Выбрать главу
«Али затерялась Среди товарок, Али тебя выглядел Коммунист…»
Гармонь проносил, Как богу подарок, Заломив башку, Хмельной гармонист. Это средь чадной Иртышской ночи, Переваливаясь Из сугроба в сугроб (—  Чего тебе надо? — Чего ты хочешь?), Кулацкий орудовал агитпроп.
И, песню о любви смяв, К сласти ее приморив охоту (—  Не надобно нам никаких управ!), Частушку наяривали, Широкороты,
Тяжелы, как деды их встарь, Свои, станишные, не постояльцы, И им подсвистывал Сам январь, Приладив к губам Ледяные пальцы:
«Не ходи, Ярков, до них, Не води коней своих, Не хотят они таких, А хотят иметь нагих…

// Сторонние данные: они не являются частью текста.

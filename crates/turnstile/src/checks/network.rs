//! Network predicates: IP addresses, ports, hostnames, MAC addresses.

use std::net::{IpAddr, Ipv4Addr, Ipv6Addr};

pub(crate) fn is_ip(input: &str) -> bool {
    input.parse::<IpAddr>().is_ok()
}

pub(crate) fn is_ipv4(input: &str) -> bool {
    input.parse::<Ipv4Addr>().is_ok()
}

pub(crate) fn is_ipv6(input: &str) -> bool {
    input.parse::<Ipv6Addr>().is_ok()
}

/// 1..=65535; port 0 is reserved and rejected.
pub(crate) fn is_port(input: &str) -> bool {
    input.parse::<u16>().is_ok_and(|port| port != 0)
}

/// RFC 1123 hostname: up to 253 chars of dot-separated labels, each label
/// 1..=63 chars of `[a-zA-Z0-9-]` not starting or ending with a hyphen.
/// A trailing dot (FQDN notation) is accepted.
pub(crate) fn is_hostname(input: &str) -> bool {
    if input.is_empty() {
        return false;
    }
    let hostname = input.strip_suffix('.').unwrap_or(input);
    if hostname.is_empty() || hostname.len() > 253 {
        return false;
    }
    hostname.split('.').all(|label| {
        !label.is_empty()
            && label.len() <= 63
            && label.bytes().all(|b| b.is_ascii_alphanumeric() || b == b'-')
            && !label.starts_with('-')
            && !label.ends_with('-')
    })
}

/// MAC address in colon, hyphen, Cisco dot, or bare notation.
pub(crate) fn is_mac_address(input: &str) -> bool {
    let hex_only = |s: &str, len: usize| s.len() == len && s.bytes().all(|b| b.is_ascii_hexdigit());

    if input.contains(':') || input.contains('-') {
        let sep = if input.contains(':') { ':' } else { '-' };
        let groups: Vec<&str> = input.split(sep).collect();
        return groups.len() == 6 && groups.iter().all(|g| hex_only(g, 2));
    }
    if input.contains('.') {
        let groups: Vec<&str> = input.split('.').collect();
        return groups.len() == 3 && groups.iter().all(|g| hex_only(g, 4));
    }
    hex_only(input, 12)
}

#[cfg(test)]
mod tests {
    use super::*;

    #[test]
    fn ip_families() {
        assert!(is_ip("192.168.0.1"));
        assert!(is_ip("::1"));
        assert!(is_ipv4("10.0.0.1"));
        assert!(!is_ipv4("::1"));
        assert!(is_ipv6("2001:db8::1"));
        assert!(!is_ipv6("10.0.0.1"));
        assert!(!is_ip("999.0.0.1"));
    }

    #[test]
    fn port_range() {
        assert!(is_port("1"));
        assert!(is_port("8080"));
        assert!(is_port("65535"));
        assert!(!is_port("0"));
        assert!(!is_port("65536"));
        assert!(!is_port("http"));
    }

    #[test]
    fn hostnames() {
        assert!(is_hostname("example.com"));
        assert!(is_hostname("localhost"));
        assert!(is_hostname("example.com."));
        assert!(!is_hostname(""));
        assert!(!is_hostname("-bad.com"));
        assert!(!is_hostname("bad-.com"));
        assert!(!is_hostname("double..dot"));
    }

    #[test]
    fn mac_formats() {
        assert!(is_mac_address("AA:BB:CC:DD:EE:FF"));
        assert!(is_mac_address("aa:bb:cc:dd:ee:ff"));
        assert!(is_mac_address("AA-BB-CC-DD-EE-FF"));
        assert!(is_mac_address("AABB.CCDD.EEFF"));
        assert!(is_mac_address("AABBCCDDEEFF"));
        assert!(!is_mac_address("GG:HH:II:JJ:KK:LL"));
        assert!(!is_mac_address("AA:BB:CC"));
    }
}
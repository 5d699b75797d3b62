//! A signup form validated field by field.
//!
//! Run with: `cargo run --example signup`

use serde_json::json;
use turnstile::prelude::*;

#[tokio::main(flavor = "current_thread")]
async fn main() {
    let chains = [
        body("username")
            .trim()
            .is_length(LengthRange::between(3, 20))
            .with_message("Username must be 3-20 characters")
            .custom(|value| async move {
                // Pretend this hits a uniqueness index.
                if value.render() == "admin" {
                    Err("That username is taken".into())
                } else {
                    Ok(())
                }
            }),
        body("email").is_email().normalize_email(),
        body("age")
            .optional()
            .is_int(IntRange::between(13, 130))
            .to_int(),
        body("address.street").not_empty(),
    ];

    let mut req = RequestParts::new().with_body(json!({
        "username": "  admin  ",
        "email": "Admin@Example.COM",
        "address": {"street": "Main St"},
    }));

    let report = run_chains(&chains, &mut req).await;

    if report.has_errors() {
        for (field, error) in report.by_field() {
            println!("{field}: {} (got '{}')", error.message, error.value);
        }
    } else {
        println!("passed: {}", report.passed_json());
    }
}
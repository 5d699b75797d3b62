//! Character-class and length predicates.

use super::LengthRange;

/// Non-empty and digits only.
pub(crate) fn is_numeric(input: &str) -> bool {
    !input.is_empty() && input.chars().all(|c| c.is_ascii_digit())
}

/// Non-empty and letters only.
pub(crate) fn is_alpha(input: &str) -> bool {
    !input.is_empty() && input.chars().all(char::is_alphabetic)
}

/// Non-empty and letters or digits only.
pub(crate) fn is_alphanumeric(input: &str) -> bool {
    !input.is_empty() && input.chars().all(char::is_alphanumeric)
}

/// No uppercase letters (non-letters are ignored).
pub(crate) fn is_lowercase(input: &str) -> bool {
    input.chars().all(|c| !c.is_alphabetic() || c.is_lowercase())
}

/// No lowercase letters (non-letters are ignored).
pub(crate) fn is_uppercase(input: &str) -> bool {
    input.chars().all(|c| !c.is_alphabetic() || c.is_uppercase())
}

/// Character count within the given bounds. Counts scalar values, not
/// bytes, so multi-byte input is measured the way a user would count it.
pub(crate) fn is_length(input: &str, range: LengthRange) -> bool {
    let len = input.chars().count();
    range.min.is_none_or(|min| len >= min) && range.max.is_none_or(|max| len <= max)
}

#[cfg(test)]
mod tests {
    use super::*;

    #[test]
    fn numeric_rejects_signs_and_decimals() {
        assert!(is_numeric("12345"));
        assert!(!is_numeric("123.45"));
        assert!(!is_numeric("-1"));
        assert!(!is_numeric(""));
    }

    #[test]
    fn alpha_and_alphanumeric() {
        assert!(is_alpha("hello"));
        assert!(!is_alpha("hello123"));
        assert!(is_alphanumeric("hello123"));
        assert!(!is_alphanumeric("hello_123"));
        assert!(!is_alphanumeric(""));
    }

    #[test]
    fn case_checks_ignore_non_letters() {
        assert!(is_lowercase("hello123"));
        assert!(!is_lowercase("Hello"));
        assert!(is_uppercase("HELLO123"));
        assert!(!is_uppercase("Hello"));
    }

    #[test]
    fn length_counts_chars_not_bytes() {
        assert!(is_length("héllo", LengthRange::between(5, 5)));
        assert!(!is_length("hi", LengthRange::between(3, 20)));
        assert!(is_length("anything", LengthRange::default()));
    }
}
#[cfg(test)]
mod tests {
    use super::*;

    #[test]
    fn chain_records_intent_without_running() {
        let chain = query("name")
            .not_empty()
            .with_message("required")
            .is_length(LengthRange::between(3, 20));
        assert_eq!(chain.field(), "name");
        assert_eq!(chain.location(), Location::Query);
        assert!(!chain.is_optional());
        assert_eq!(chain.ops.len(), 2);
    }

    #[test]
    fn later_optionality_overwrites_earlier() {
        let chain = body("nick").optional().optional_nullable();
        assert_eq!(chain.optional, Some(Optionality { allow_null: true }));
    }

    #[test]
    #[should_panic(expected = "with_message called on an empty chain")]
    fn message_on_empty_chain_panics() {
        let _ = query("name").with_message("nope");
    }

    #[test]
    #[should_panic(expected = "must follow a validator, not a sanitizer")]
    fn message_on_sanitizer_panics() {
        let _ = query("name").trim().with_message("nope");
    }

    #[test]
    #[should_panic(expected = "already declares a sanitizer")]
    fn second_sanitizer_panics() {
        let _ = query("name").trim().escape();
    }

    #[test]
    #[should_panic(expected = "invalid regex")]
    fn broken_regex_panics() {
        let _ = query("name").matches("(unclosed");
    }

    #[test]
    fn message_lands_on_last_validator_only() {
        let chain = query("age")
            .not_empty()
            .is_int(IntRange::default())
            .with_message("must be a number");
        let messages: Vec<_> = chain
            .ops
            .iter()
            .map(|op| match op {
                Operation::Check { message, .. } => message.is_some(),
                _ => false,
            })
            .collect();
        assert_eq!(messages, [false, true]);
    }
}
//! Configuration management using Figment
//!
//! Configuration is loaded from multiple sources with the following precedence (highest to lowest):
//! 1. Environment variables (prefix: HTMX_PATTERNS_, nesting separator: `__`)
//! 2. Current working directory: ./config.toml
//! 3. XDG config directory: ~/.config/htmx-patterns/config.toml
//! 4. System directory: /etc/htmx-patterns/config.toml
//! 5. Default values

use figment::{
    providers::{Env, Format, Serialized, Toml},
    Figment,
};
use serde::{Deserialize, Serialize};
use std::path::{Path, PathBuf};
use std::time::Duration;

use crate::error::Result;

const APP_NAME: &str = "htmx-patterns";
const ENV_PREFIX: &str = "HTMX_PATTERNS_";

/// Main configuration structure
#[derive(Debug, Clone, Serialize, Deserialize)]
pub struct Config {
    /// Service configuration
    pub service: ServiceConfig,

    /// Middleware configuration
    #[serde(default)]
    pub middleware: MiddlewareConfig,

    /// Session cookie configuration (flash messages)
    #[serde(default)]
    pub session: SessionConfig,

    /// Pagination defaults for the paging demos
    #[serde(default)]
    pub pagination: PaginationConfig,

    /// Monsters generated at startup
    #[serde(default)]
    pub seed: SeedConfig,

    /// Limits for the bulk-create endpoint
    #[serde(default)]
    pub bulk_create: BulkCreateConfig,

    /// Template loading
    #[serde(default)]
    pub templates: TemplatesConfig,
}

/// Service-level configuration
#[derive(Debug, Clone, Serialize, Deserialize)]
pub struct ServiceConfig {
    /// Service name
    pub name: String,

    /// Address to bind
    #[serde(default = "default_host")]
    pub host: String,

    /// Port to listen on
    #[serde(default = "default_port")]
    pub port: u16,

    /// Log level (trace, debug, info, warn, error) or a full EnvFilter directive
    #[serde(default = "default_log_level")]
    pub log_level: String,

    /// Request timeout in seconds
    #[serde(default = "default_timeout")]
    pub timeout_secs: u64,

    /// Environment (dev, staging, production)
    #[serde(default = "default_environment")]
    pub environment: String,
}

impl ServiceConfig {
    /// Get request timeout as Duration
    pub fn timeout(&self) -> Duration {
        Duration::from_secs(self.timeout_secs)
    }
}

/// Middleware configuration
#[derive(Debug, Clone, Serialize, Deserialize)]
pub struct MiddlewareConfig {
    /// Request body size limit in MB
    #[serde(default = "default_body_limit_mb")]
    pub body_limit_mb: usize,

    /// Enable panic recovery middleware
    #[serde(default = "default_true")]
    pub catch_panic: bool,

    /// Enable compression
    #[serde(default = "default_true")]
    pub compression: bool,

    /// CORS mode (permissive, restrictive, disabled)
    #[serde(default = "default_cors_mode")]
    pub cors_mode: String,
}

impl Default for MiddlewareConfig {
    fn default() -> Self {
        Self {
            body_limit_mb: default_body_limit_mb(),
            catch_panic: true,
            compression: true,
            cors_mode: default_cors_mode(),
        }
    }
}

/// Session cookie configuration.
///
/// Sessions only carry flash messages, so the store is always in-memory.
#[derive(Debug, Clone, Serialize, Deserialize)]
pub struct SessionConfig {
    /// Session cookie name
    #[serde(default = "default_cookie_name")]
    pub cookie_name: String,

    /// Inactivity expiry in seconds (`0` = browser-session cookie)
    #[serde(default = "default_expiry_secs")]
    pub expiry_secs: u64,

    /// Secure cookie flag (HTTPS only)
    #[serde(default = "default_false")]
    pub secure: bool,

    /// HttpOnly cookie flag
    #[serde(default = "default_true")]
    pub http_only: bool,

    /// SameSite policy: strict, lax or none
    #[serde(default = "default_same_site")]
    pub same_site: String,
}

impl Default for SessionConfig {
    fn default() -> Self {
        Self {
            cookie_name: default_cookie_name(),
            expiry_secs: default_expiry_secs(),
            secure: false,
            http_only: true,
            same_site: default_same_site(),
        }
    }
}

/// Pagination configuration
#[derive(Debug, Clone, Serialize, Deserialize)]
pub struct PaginationConfig {
    /// Items per page in the paging demos
    #[serde(default = "default_per_page")]
    pub per_page: usize,
}

impl Default for PaginationConfig {
    fn default() -> Self {
        Self {
            per_page: default_per_page(),
        }
    }
}

/// Startup seeding
#[derive(Debug, Clone, Serialize, Deserialize)]
pub struct SeedConfig {
    /// Number of random monsters created when the server starts
    #[serde(default = "default_seed_monsters")]
    pub monsters: usize,
}

impl Default for SeedConfig {
    fn default() -> Self {
        Self {
            monsters: default_seed_monsters(),
        }
    }
}

/// Bulk-create endpoint limits
#[derive(Debug, Clone, Serialize, Deserialize)]
pub struct BulkCreateConfig {
    /// Largest accepted `howmany` value
    #[serde(default = "default_max_howmany")]
    pub max_howmany: usize,
}

impl Default for BulkCreateConfig {
    fn default() -> Self {
        Self {
            max_howmany: default_max_howmany(),
        }
    }
}

/// Template loading configuration
#[derive(Debug, Clone, Default, Serialize, Deserialize)]
pub struct TemplatesConfig {
    /// Directory whose files shadow the embedded templates of the same name
    #[serde(default)]
    pub override_dir: Option<PathBuf>,
}

// Default value functions
fn default_host() -> String {
    "0.0.0.0".to_string()
}

fn default_port() -> u16 {
    8000
}

fn default_log_level() -> String {
    "info".to_string()
}

fn default_timeout() -> u64 {
    30
}

fn default_environment() -> String {
    "dev".to_string()
}

fn default_true() -> bool {
    true
}

fn default_false() -> bool {
    false
}

fn default_body_limit_mb() -> usize {
    2
}

fn default_cors_mode() -> String {
    "restrictive".to_string()
}

fn default_cookie_name() -> String {
    "htmx_patterns_session".to_string()
}

fn default_expiry_secs() -> u64 {
    86400
}

fn default_same_site() -> String {
    "lax".to_string()
}

fn default_per_page() -> usize {
    10
}

fn default_seed_monsters() -> usize {
    25
}

fn default_max_howmany() -> usize {
    100
}

impl Config {
    /// Load configuration from all sources
    ///
    /// Searches for config files in this order (first found wins on conflicts):
    /// 1. Current working directory: ./config.toml
    /// 2. XDG config directory: ~/.config/htmx-patterns/config.toml
    /// 3. System directory: /etc/htmx-patterns/config.toml
    ///
    /// Environment variables (HTMX_PATTERNS_ prefix) override all file-based configs.
    pub fn load() -> Result<Self> {
        let config_paths = Self::find_config_paths();

        tracing::debug!("Searching for config files in order:");
        for path in &config_paths {
            tracing::debug!("  - {}", path.display());
        }

        let mut figment = Figment::new().merge(Serialized::defaults(Config::default()));

        // Lowest priority first so that higher priority files override
        for path in config_paths.iter().rev() {
            if path.exists() {
                tracing::info!("Loading configuration from: {}", path.display());
                figment = figment.merge(Toml::file(path));
            }
        }

        let config = figment
            .merge(Env::prefixed(ENV_PREFIX).split("__"))
            .extract()?;
        Ok(config)
    }

    /// Load configuration from a specific file
    ///
    /// Bypasses the search path. Environment variables still apply.
    pub fn load_from(path: impl AsRef<Path>) -> Result<Self> {
        let config = Figment::new()
            .merge(Serialized::defaults(Config::default()))
            .merge(Toml::file(path.as_ref()))
            .merge(Env::prefixed(ENV_PREFIX).split("__"))
            .extract()?;

        Ok(config)
    }

    /// Config file paths in priority order (highest first)
    fn find_config_paths() -> Vec<PathBuf> {
        let mut paths = vec![PathBuf::from("config.toml")];

        let xdg_dirs = xdg::BaseDirectories::with_prefix(APP_NAME);
        if let Ok(path) = xdg_dirs.place_config_file("config.toml") {
            paths.push(path);
        }

        paths.push(PathBuf::from("/etc").join(APP_NAME).join("config.toml"));

        paths
    }

    /// Socket address string for the listener
    pub fn bind_addr(&self) -> String {
        format!("{}:{}", self.service.host, self.service.port)
    }

    /// Request body limit in bytes
    pub fn body_limit_bytes(&self) -> usize {
        self.middleware.body_limit_mb * 1024 * 1024
    }
}

impl Default for Config {
    fn default() -> Self {
        Self {
            service: ServiceConfig {
                name: APP_NAME.to_string(),
                host: default_host(),
                port: default_port(),
                log_level: default_log_level(),
                timeout_secs: default_timeout(),
                environment: default_environment(),
            },
            middleware: MiddlewareConfig::default(),
            session: SessionConfig::default(),
            pagination: PaginationConfig::default(),
            seed: SeedConfig::default(),
            bulk_create: BulkCreateConfig::default(),
            templates: TemplatesConfig::default(),
        }
    }
}

#[cfg(test)]
mod tests {
    use super::*;

    #[test]
    fn test_default_config() {
        let config = Config::default();
        assert_eq!(config.service.port, 8000);
        assert_eq!(config.service.log_level, "info");
        assert_eq!(config.pagination.per_page, 10);
        assert_eq!(config.bulk_create.max_howmany, 100);
        assert!(config.templates.override_dir.is_none());
    }

    #[test]
    fn test_bind_addr_and_limits() {
        let mut config = Config::default();
        config.service.host = "127.0.0.1".to_string();
        config.service.port = 9001;
        assert_eq!(config.bind_addr(), "127.0.0.1:9001");
        assert_eq!(config.body_limit_bytes(), 2 * 1024 * 1024);
        assert_eq!(config.service.timeout(), Duration::from_secs(30));
    }

    #[test]
    fn test_load_from_file_overrides_defaults() {
        figment::Jail::expect_with(|jail| {
            jail.create_file(
                "custom.toml",
                r#"
                [service]
                name = "demo"
                port = 9090

                [pagination]
                per_page = 5
                "#,
            )?;
            jail.set_env("HTMX_PATTERNS_SEED__MONSTERS", "3");

            let config = Config::load_from("custom.toml").expect("config loads");
            assert_eq!(config.service.name, "demo");
            assert_eq!(config.service.port, 9090);
            assert_eq!(config.pagination.per_page, 5);
            assert_eq!(config.seed.monsters, 3);
            assert_eq!(config.service.log_level, "info");
            Ok(())
        });
    }
}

Это счастье не по нам — Не хотят приучивать, Скоро будут мужикам Головы откручивать».
30

(Утром возле колодца бабы разговаривали: — Али это правда, али марево ли. Евстигней Палыч вчерась выступал за власть. И этак сурьезно: «Долю свою без остатка вам, говорит, отдаю». Мужики-то удерживают его, а он всё больше насчет своего: «Отдаю, говорит, народу и то и се». Отдает, сказать, без малого всё. — Юдинская невестка поправила рваные шали: — Как же, постиг. Отдает, покудова не отобрали… Хитрый Евстигней Палыч мужик. — Анфиса Потанина поставила ведра, белужьи руки воткнула в бока, широкой волной раскачала бедра: — А твой кто таков? А ты кто така? — Юдина невестка белым-бела, руки с коромыслом переплела, бровью застреляла: — Мой кто таков? Мой покудова не держал батраков, у мово покудова на крыше солома, мой покудова не выстроил пятистенного дома, моему покудова попы не приятели, от мово родные дочери не брюхатели… А Александр Иванович ему: «Не возьмем: на наших, говорит, ты загривках строил дом, нашей, говорит, кровью коней поил, из наших, говорит, костей наделал удил. Не надо нам кулацкого в колхоз лисья. Раскулачим, говорит, тебя, Ярков, и вся».)

31
Снег лежал, как мех дорогой, Чуть пошевеливаясь от ветра, Петух кукарекал И ждал ответа. А время было перед пургой.
Снег лежал на тысячи верст, Глубокий, дымясь, Двухаршинный, санный. И вспыхивал его звериный ворс Где-то возле огней Зайсана.
А небо спокойным не было. Молча, Не выкрикивая, не дыша, Большие тени летали по небу, Широкими рукавами маша.
И в небе То ль рябь ходила кругами, То ль падал тонкий перстень луча, То ль рыбы с отрезанными головами Плыли, туман за хвостом волоча, В мутной воде Пробираясь еле… И может, то впрямь, Боясь зареветь, Метались, привстав на шатких качелях, Тени печальных иртышских ведьм, Похожих на птиц — хозяек метелей.
Быть может, они, Молчальницы, Мчатся, Раскинув саженные рукава… …Но медленно Стала обозначаться Свирепая, сквозь муть, голова.
И когда уже проступили В мутном свете Хитрый рот ее и глазища, В щель  — Длинно закричал «на помощь» ветер, Набок упал, и пошла метель.
32
Еще до утра аршин остался. От завалинок до самых труб Каждый дом — сед. Белоперого снегу повсюду Столь навалено, Будто целую ночь били Красноклювых гусей.
Густо белоперье кругом лежало, А самый нежный пух — Из-под крыла, Которого добыто тож немало, На крыши метелица занесла. Намело снегу, глубоко, глубоко, По бровь им засыпаны дворы — Небо рассвета темней банных окон, Когда в банной печке Ходят пары.
Сугробами непробитыми, Друг друга торопя, Из дому вышли Митины, Дружные братовья. И младший, в кривой папахе, Оглядываясь на дом, Шубу крепче запахивая, Вымолвил: — Что ль, пойдем. — И старший, чтоб не озябнуть, Руки — снегом натер. Схватился — ишь ветер! — за полу: — Вернемся, коль не храбер. — Мне что, когда б не увидели, Тут надобно бы тая…  — По улице крались Митины, Дружные братовья.